A third shot dropped another, and the rest laid their ears back and raced away in all directions, up gullies and over hills. The theyasfa bit through Koshay’s rope and scampered away likewise.
As Koshay stood up and untangled himself, Gloppenheimer rode up yelling: “You will my hunt shpoil, will you? You will my hounds shlaughter, will you? You will my passport and baggage shteal, will you? Take that!”
The whip in his hand whistled and came down with a stinging crack on Koshay’s shoulder. Koshay, smarting from the blow, jumped back, but a second slash stung the side of his face and carried away his cowboy hat.
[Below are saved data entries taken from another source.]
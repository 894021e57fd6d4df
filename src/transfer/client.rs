//! HTTP client for the collect/restore protocol.
//!
//! The client only ever talks to `127.0.0.1:<port>`. Whether that port is a
//! tunnel's local end or a directly reachable instance is invisible at this
//! layer, which is what makes the protocol testable without SSH.

use std::time::Duration;

use serde_json::Value;
use tracing::{debug, trace, warn};

use super::document::{TransferDocument, TransferResult};
use super::error::TransferError;

pub struct DocumentTransferClient {
    http: reqwest::Client,
    base_url: String,
}

impl DocumentTransferClient {
    pub fn new(local_port: u16, timeout: Duration) -> Result<Self, TransferError> {
        let http = reqwest::Client::builder()
            .timeout(timeout)
            .build()
            .map_err(|e| TransferError::Network(format!("failed to build http client: {e}")))?;

        Ok(Self {
            http,
            base_url: format!("http://127.0.0.1:{local_port}"),
        })
    }

    /// Fetch every document under `index_alias` as a raw search envelope.
    ///
    /// A transport failure or non-2xx status is a `Network` error; a 2xx
    /// body without a top-level `hits` key is a `Format` error. Neither is
    /// retried here.
    pub async fn collect(&self, index_alias: &str) -> Result<Value, TransferError> {
        let url = format!("{}/{}/_search", self.base_url, index_alias);
        let body = serde_json::json!({
            "query": { "match_all": {} },
            "size": 9999
        });

        debug!(%url, "collecting documents");
        let response = self
            .http
            .get(&url)
            .json(&body)
            .send()
            .await
            .map_err(|e| TransferError::Network(format!("search request failed: {e}")))?;

        let status = response.status();
        if !status.is_success() {
            return Err(TransferError::Network(format!(
                "search request returned {status}"
            )));
        }

        let envelope: Value = response
            .json()
            .await
            .map_err(|e| TransferError::Network(format!("failed to read search response: {e}")))?;

        if envelope.get("hits").is_none() {
            return Err(TransferError::Format(
                "search response is missing the 'hits' field".to_string(),
            ));
        }

        Ok(envelope)
    }

    /// Replay documents one PUT at a time.
    ///
    /// Upserts are idempotent on the far side, so re-running a restore is
    /// the recovery path after a partial one. A document with no usable
    /// identity is counted as a failure without making a request; per-item
    /// failures never abort the batch.
    pub async fn restore(&self, documents: &[TransferDocument]) -> TransferResult {
        let mut result = TransferResult::default();

        for document in documents {
            let (index, id, source) = match document.identity() {
                Ok(triple) => triple,
                Err(reason) => {
                    warn!("skipping document: {reason}");
                    result.record_failure(document.id.clone(), reason);
                    continue;
                }
            };

            match self.put_document(index, id, source).await {
                Ok(action) => {
                    trace!(%id, %action, "document restored");
                    result.record_success();
                }
                Err(e) => {
                    warn!(%id, "failed to restore document: {e}");
                    result.record_failure(Some(id.to_string()), e.to_string());
                }
            }
        }

        result
    }

    async fn put_document(
        &self,
        index: &str,
        id: &str,
        source: &Value,
    ) -> Result<String, TransferError> {
        let url = format!("{}/{}/_doc/{}", self.base_url, index, id);

        let response = self
            .http
            .put(&url)
            .json(source)
            .send()
            .await
            .map_err(|e| TransferError::Network(format!("put request failed: {e}")))?;

        let status = response.status();
        if !status.is_success() {
            return Err(TransferError::Network(format!(
                "put request returned {status}"
            )));
        }

        // The store answers "created" on first write, "updated" on replays.
        let body: Value = response.json().await.unwrap_or(Value::Null);
        Ok(body
            .get("result")
            .and_then(Value::as_str)
            .unwrap_or("unknown")
            .to_string())
    }
}
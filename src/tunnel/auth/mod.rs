//! Authentication strategies for the SSH leg of the tunnel.
//!
//! Credentials come from the config file as a password, a key file, or
//! nothing (in which case the SSH agent is tried). Each method is one
//! [`AuthStrategy`]; [`AuthChain`] tries them in order and stops at the
//! first success.

mod agent;
mod chain;
mod key;
mod password;
mod traits;

pub use agent::AgentAuth;
pub use chain::AuthChain;
pub use key::KeyAuth;
pub use password::PasswordAuth;
pub use traits::AuthStrategy;
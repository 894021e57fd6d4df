//! Document model for the transfer protocol.
//!
//! Collected data is kept on disk as the raw search envelope exactly as the
//! document store returned it, so the functions here parse documents *out*
//! of an envelope rather than defining a bespoke file format.

use std::fmt;

use serde::{Deserialize, Serialize};
use serde_json::Value;

use super::error::TransferError;

/// The document kinds the appliance exports.
#[derive(Debug, Clone, Copy, PartialEq, Eq, Hash, clap::ValueEnum)]
pub enum DocumentKind {
    Alerts,
    Reports,
}

impl DocumentKind {
    pub const ALL: [DocumentKind; 2] = [DocumentKind::Alerts, DocumentKind::Reports];

    /// Index alias queried on the far side of the tunnel.
    pub fn index_alias(&self) -> &'static str {
        match self {
            DocumentKind::Alerts => "rt-alert-def-vrm-ty-rt-alert-def-vrm",
            DocumentKind::Reports => {
                "vrm-scheduled-report-definition-vrm-ty-vrm-scheduled-report-definition"
            }
        }
    }

    pub fn name(&self) -> &'static str {
        match self {
            DocumentKind::Alerts => "alerts",
            DocumentKind::Reports => "reports",
        }
    }

    /// Default envelope filename used by restore.
    pub fn default_filename(&self) -> &'static str {
        match self {
            DocumentKind::Alerts => "alerts.json",
            DocumentKind::Reports => "reports.json",
        }
    }
}

impl fmt::Display for DocumentKind {
    fn fmt(&self, f: &mut fmt::Formatter<'_>) -> fmt::Result {
        f.write_str(self.name())
    }
}

/// One document lifted out of a search envelope.
///
/// Identity fields are optional at the model level: a hit missing `_index`
/// or `_id` still deserializes, and is counted as a per-item failure at
/// restore time instead of poisoning the whole file.
#[derive(Debug, Clone, Serialize, Deserialize)]
pub struct TransferDocument {
    #[serde(rename = "_index", default, skip_serializing_if = "Option::is_none")]
    pub index: Option<String>,
    #[serde(rename = "_id", default, skip_serializing_if = "Option::is_none")]
    pub id: Option<String>,
    #[serde(rename = "_source", default, skip_serializing_if = "Option::is_none")]
    pub source: Option<Value>,
}

impl TransferDocument {
    /// The (index, id, source) triple, or the reason this document cannot
    /// be written.
    pub fn identity(&self) -> Result<(&str, &str, &Value), String> {
        let index = self
            .index
            .as_deref()
            .filter(|s| !s.is_empty())
            .ok_or_else(|| "missing _index".to_string())?;
        let id = self
            .id
            .as_deref()
            .filter(|s| !s.is_empty())
            .ok_or_else(|| "missing _id".to_string())?;
        let source = self
            .source
            .as_ref()
            .ok_or_else(|| "missing _source".to_string())?;
        Ok((index, id, source))
    }
}

/// Parse the documents out of a search envelope.
///
/// The top-level `hits` key is required; everything below it is tolerant
/// (a missing inner `hits` array reads as zero documents). Document order
/// is preserved.
pub fn parse_envelope(envelope: &Value) -> Result<Vec<TransferDocument>, TransferError> {
    let hits = envelope
        .get("hits")
        .ok_or_else(|| TransferError::Format("missing 'hits' field in envelope".to_string()))?;

    let hits = hits
        .get("hits")
        .cloned()
        .unwrap_or_else(|| Value::Array(Vec::new()));

    let documents = serde_json::from_value(hits)
        .map_err(|e| TransferError::Format(format!("malformed hits array: {e}")))?;
    Ok(documents)
}

/// Pull only the `_source` definitions out of an envelope, in order.
/// Hits without a `_source` are skipped.
pub fn extract_sources(envelope: &Value) -> Result<Vec<Value>, TransferError> {
    let documents = parse_envelope(envelope)?;
    Ok(documents.into_iter().filter_map(|d| d.source).collect())
}

/// Aggregate outcome of one restore batch. Each attempted document is
/// counted exactly once.
#[derive(Debug, Default, Clone, Serialize)]
pub struct TransferResult {
    pub attempted: usize,
    pub succeeded: usize,
    pub failed: usize,
    pub failures: Vec<ItemFailure>,
}

/// One failed item and why it failed.
#[derive(Debug, Clone, Serialize)]
pub struct ItemFailure {
    /// Document id, when the item carried one.
    pub id: Option<String>,
    pub reason: String,
}

impl TransferResult {
    pub fn record_success(&mut self) {
        self.attempted += 1;
        self.succeeded += 1;
    }

    pub fn record_failure(&mut self, id: Option<String>, reason: impl Into<String>) {
        self.attempted += 1;
        self.failed += 1;
        self.failures.push(ItemFailure {
            id,
            reason: reason.into(),
        });
    }

    /// Overall success: every attempted document was written.
    pub fn is_success(&self) -> bool {
        self.failed == 0
    }
}
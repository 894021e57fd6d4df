use std::path::PathBuf;

use clap::{Parser, Subcommand};

use crate::transfer::DocumentKind;

#[derive(Parser)]
#[command(
    name = "estunnel",
    about = "Collect and restore Elasticsearch documents over an SSH tunnel",
    version
)]
pub struct Cli {
    /// Configuration file path
    #[arg(short, long, global = true, default_value = "config.toml")]
    pub config: PathBuf,

    /// Enable debug logging
    #[arg(short, long, global = true)]
    pub verbose: bool,

    #[command(subcommand)]
    pub command: Command,
}

#[derive(Subcommand)]
pub enum Command {
    /// Collect document kinds from the source device into envelope files
    Collect {
        /// Restrict to specific kinds (default: all)
        #[arg(short, long, value_enum)]
        kind: Vec<DocumentKind>,
    },
    /// Restore collected envelope files to the destination device
    Restore {
        /// Restore alerts, optionally naming the envelope file
        #[arg(short, long, num_args = 0..=1, default_missing_value = "alerts.json")]
        alerts: Option<String>,
        /// Restore reports, optionally naming the envelope file
        #[arg(short, long, num_args = 0..=1, default_missing_value = "reports.json")]
        reports: Option<String>,
        /// Restore a single explicit envelope file
        #[arg(short, long, conflicts_with_all = ["alerts", "reports"])]
        file: Option<PathBuf>,
    },
    /// Extract only the _source definitions from an envelope file
    Extract {
        /// Document kind the file contains
        #[arg(short, long, value_enum)]
        kind: DocumentKind,
        /// Input envelope file (default: <kind>.json in the output dir)
        #[arg(short, long)]
        input: Option<String>,
    },
    /// Rewrite a collected alert file using a device/recipient plan
    Update {
        /// Plan file with replacement device IPs, recipients and syslog servers
        #[arg(short, long, default_value = "json_files/alert_devices.json")]
        input: PathBuf,
        /// Alert envelope file to rewrite
        #[arg(short, long)]
        alert: PathBuf,
        /// Output file path
        #[arg(short, long)]
        output: PathBuf,
    },
}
The whip snaked back and up for a third blow.
Bang!
Without consciously meaning to, Koshay fired at his assailant. Between the quick movement of the target, the fact that he shot from the hip without sighting, and the inaccuracy of the old Colt .45, he missed Gloppenheimer and buried the slug in the haunch of the man’s mount. The ’aheahea bellowed and bucked, catapulting Gloppenheimer into the air.
Before the Master of the Hunt struck the ground there was a sharp
crack!
and Koshay’s muscles jerked violently. An Osirian electrostatic gun had appeared in the hand of one of the red-coated huntsmen. A faint beam of violet light and the buzz of the ionizer, and then the piercing crack and blue flash of the discharge. The pistol flew from Koshay’s hand and the world spun in front of him.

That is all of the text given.